Impact of Low-Molecular-Weight (<3 kDa) Camel Milk Casein and Whey Protein Hydrolysates on Hyperglycemia and Associated Hyperlipidemia, Oxidative Stress, and Reproductive Health in Type 2 Diabetic Male Rats

Abstract

This study investigated the antidiabetic potential of ultrafiltered, low-molecular-weight (<3 kDa) camel milk protein hydrolysates (CMPHs) derived from casein and whey proteins. Hydrolysates were generated using gastrointestinal enzymes─pepsin (P), trypsin (T), and chymotrypsin (C)─both individually and in combinations (P, T, C, PT, PC, TC, and PTC) and screened for dipeptidyl peptidase-IV (DPP-IV) inhibitory activity and glucagon-like peptide-1 (GLP-1) secretion. Casein hydrolysates produced with PC and whey hydrolysates with PTC showed the highest bioactivity. These were further fractionated into >10 kDa, 3–10 kDa, and <3 kDa, with the <3 kDa fractions of D-CN-PC and D-WP-PTC showing the highest DPP-IV inhibition (55.38% and 80.67 ± 2.18%) and GLP-1 secretion (2.67 and 2.68 ng/mL), surpassing intact proteins. The most effective fractions were evaluated in streptozotocin (STZ) and nicotinamide-induced type-2 diabetic male Wistar rats.
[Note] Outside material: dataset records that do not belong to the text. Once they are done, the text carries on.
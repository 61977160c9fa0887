//! Per-model screen parameters.

use std::time::Duration;

use crate::config::{Model, UiConfig};
use crate::core::event::InputKind;
use crate::widgets::theme::Theme;

/// Screens and wording that differ between models.
#[derive(Debug, Clone, Copy, PartialEq, Eq)]
pub struct SkinFeatures {
    /// A success screen follows wallet creation.
    pub wallet_created_screen: bool,
    /// Asking to re-enter a new PIN gets its own screen.
    pub reenter_pin_prompt: bool,
    /// The subprompt is blank while all 16 attempts remain.
    pub blank_full_attempts: bool,
    /// Skipping the backup asks for confirmation on a second screen.
    pub backup_skip_confirmation: bool,
    /// Warnings asking to continue use the danger screen with a cancel option.
    pub danger_screen: bool,
    /// PIN mismatch popups use the short title and body.
    pub short_mismatch_texts: bool,
    /// Button labels are shown in capitals.
    pub uppercase_buttons: bool,
}

#[derive(Debug, Clone, PartialEq)]
pub struct Skin {
    pub model: Model,
    pub input: InputKind,
    pub theme: Theme,
    pub features: SkinFeatures,
}

impl Skin {
    pub fn for_model(model: Model) -> Self {
        match model {
            Model::Bolt => Self {
                model,
                input: InputKind::Touch,
                theme: Theme::touch(240, 240),
                features: SkinFeatures {
                    wallet_created_screen: false,
                    reenter_pin_prompt: false,
                    blank_full_attempts: false,
                    backup_skip_confirmation: true,
                    danger_screen: false,
                    short_mismatch_texts: false,
                    uppercase_buttons: false,
                },
            },
            Model::Caesar => Self {
                model,
                input: InputKind::Buttons,
                theme: Theme::buttons(128, 64),
                features: SkinFeatures {
                    wallet_created_screen: false,
                    reenter_pin_prompt: true,
                    blank_full_attempts: true,
                    backup_skip_confirmation: true,
                    danger_screen: false,
                    short_mismatch_texts: false,
                    uppercase_buttons: true,
                },
            },
            Model::Delizia => Self {
                model,
                input: InputKind::Touch,
                theme: Theme::touch(240, 240),
                features: SkinFeatures {
                    wallet_created_screen: true,
                    reenter_pin_prompt: false,
                    blank_full_attempts: false,
                    backup_skip_confirmation: false,
                    danger_screen: true,
                    short_mismatch_texts: true,
                    uppercase_buttons: false,
                },
            },
            Model::Eckhart => {
                let mut theme = Theme::touch(380, 520);
                theme.header_height = 64;
                theme.line_height = 34;
                theme.button_height = 72;
                theme.button_spacing = 8;
                theme.swipe_distance = 40;
                Self {
                    model,
                    input: InputKind::Touch,
                    theme,
                    features: SkinFeatures {
                        wallet_created_screen: true,
                        reenter_pin_prompt: false,
                        blank_full_attempts: false,
                        backup_skip_confirmation: false,
                        danger_screen: true,
                        short_mismatch_texts: true,
                        uppercase_buttons: false,
                    },
                }
            }
        }
    }

    pub fn from_config(config: &UiConfig) -> Self {
        Self::for_model(config.model)
    }

    pub fn with_theme(mut self, theme: Theme) -> Self {
        self.theme = theme;
        self
    }

    pub fn with_hold_duration(mut self, hold_duration: Duration) -> Self {
        self.theme.hold_duration = hold_duration;
        self
    }

    /// Label as this model prints it on a button.
    pub fn button_label(&self, label: &str) -> String {
        if self.features.uppercase_buttons {
            label.to_uppercase()
        } else {
            label.to_string()
        }
    }

    pub fn is_touch(&self) -> bool {
        self.input == InputKind::Touch
    }
}

impl Default for Skin {
    fn default() -> Self {
        Self::for_model(Model::default())
    }
}

#[cfg(test)]
mod tests {
    use super::Skin;
    use crate::config::{Model, UiConfig};
    use crate::core::event::InputKind;

    #[test]
    fn only_caesar_uses_buttons() {
        for model in Model::ALL {
            let skin = Skin::for_model(model);
            assert_eq!(skin.input == InputKind::Buttons, model == Model::Caesar);
            assert_eq!(skin.model, model);
        }
    }

    #[test]
    fn config_selects_the_skin() {
        let config = UiConfig::default().with_model(Model::Eckhart);
        let skin = Skin::from_config(&config);
        assert_eq!(skin.model, Model::Eckhart);
        assert!(skin.features.wallet_created_screen);
        assert!(skin.theme.screen.height > Skin::default().theme.screen.height);
    }

    #[test]
    fn caesar_capitalizes_button_labels() {
        assert_eq!(Skin::for_model(Model::Caesar).button_label("Confirm"), "CONFIRM");
        assert_eq!(Skin::for_model(Model::Bolt).button_label("Confirm"), "Confirm");
    }
}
Six-week oral administration of the hydrolysates significantly improved hyperglycemia, oxidative stress, lipid profile, and reproductive function, with D-WP-PTC < 3 kDa being most effective─reducing blood glucose by 66.03% and OGTT to 148.44 mg/dL. Histology confirmed restoration of disturbed pancreatic and testicular architecture, while gene expression studies revealed favorable modulation of hepatic glucose metabolism genes, i.e., Phosphoenolpyruvate Carboxykinase (PEPCK), Glucose-6-Phosphatase (G6 Pase), Glucose Transporter Type 2 (GLUT2), and Gluco Kinase (GK). These findings suggest that both CMPHs, particularly D-WP-PTC < 3 kDa, possess strong therapeutic potential for managing diabetes and its complications by enhancing insulin secretion, improving antioxidant defense, regulating metabolism, and restoring reproductive health in diabetic rats.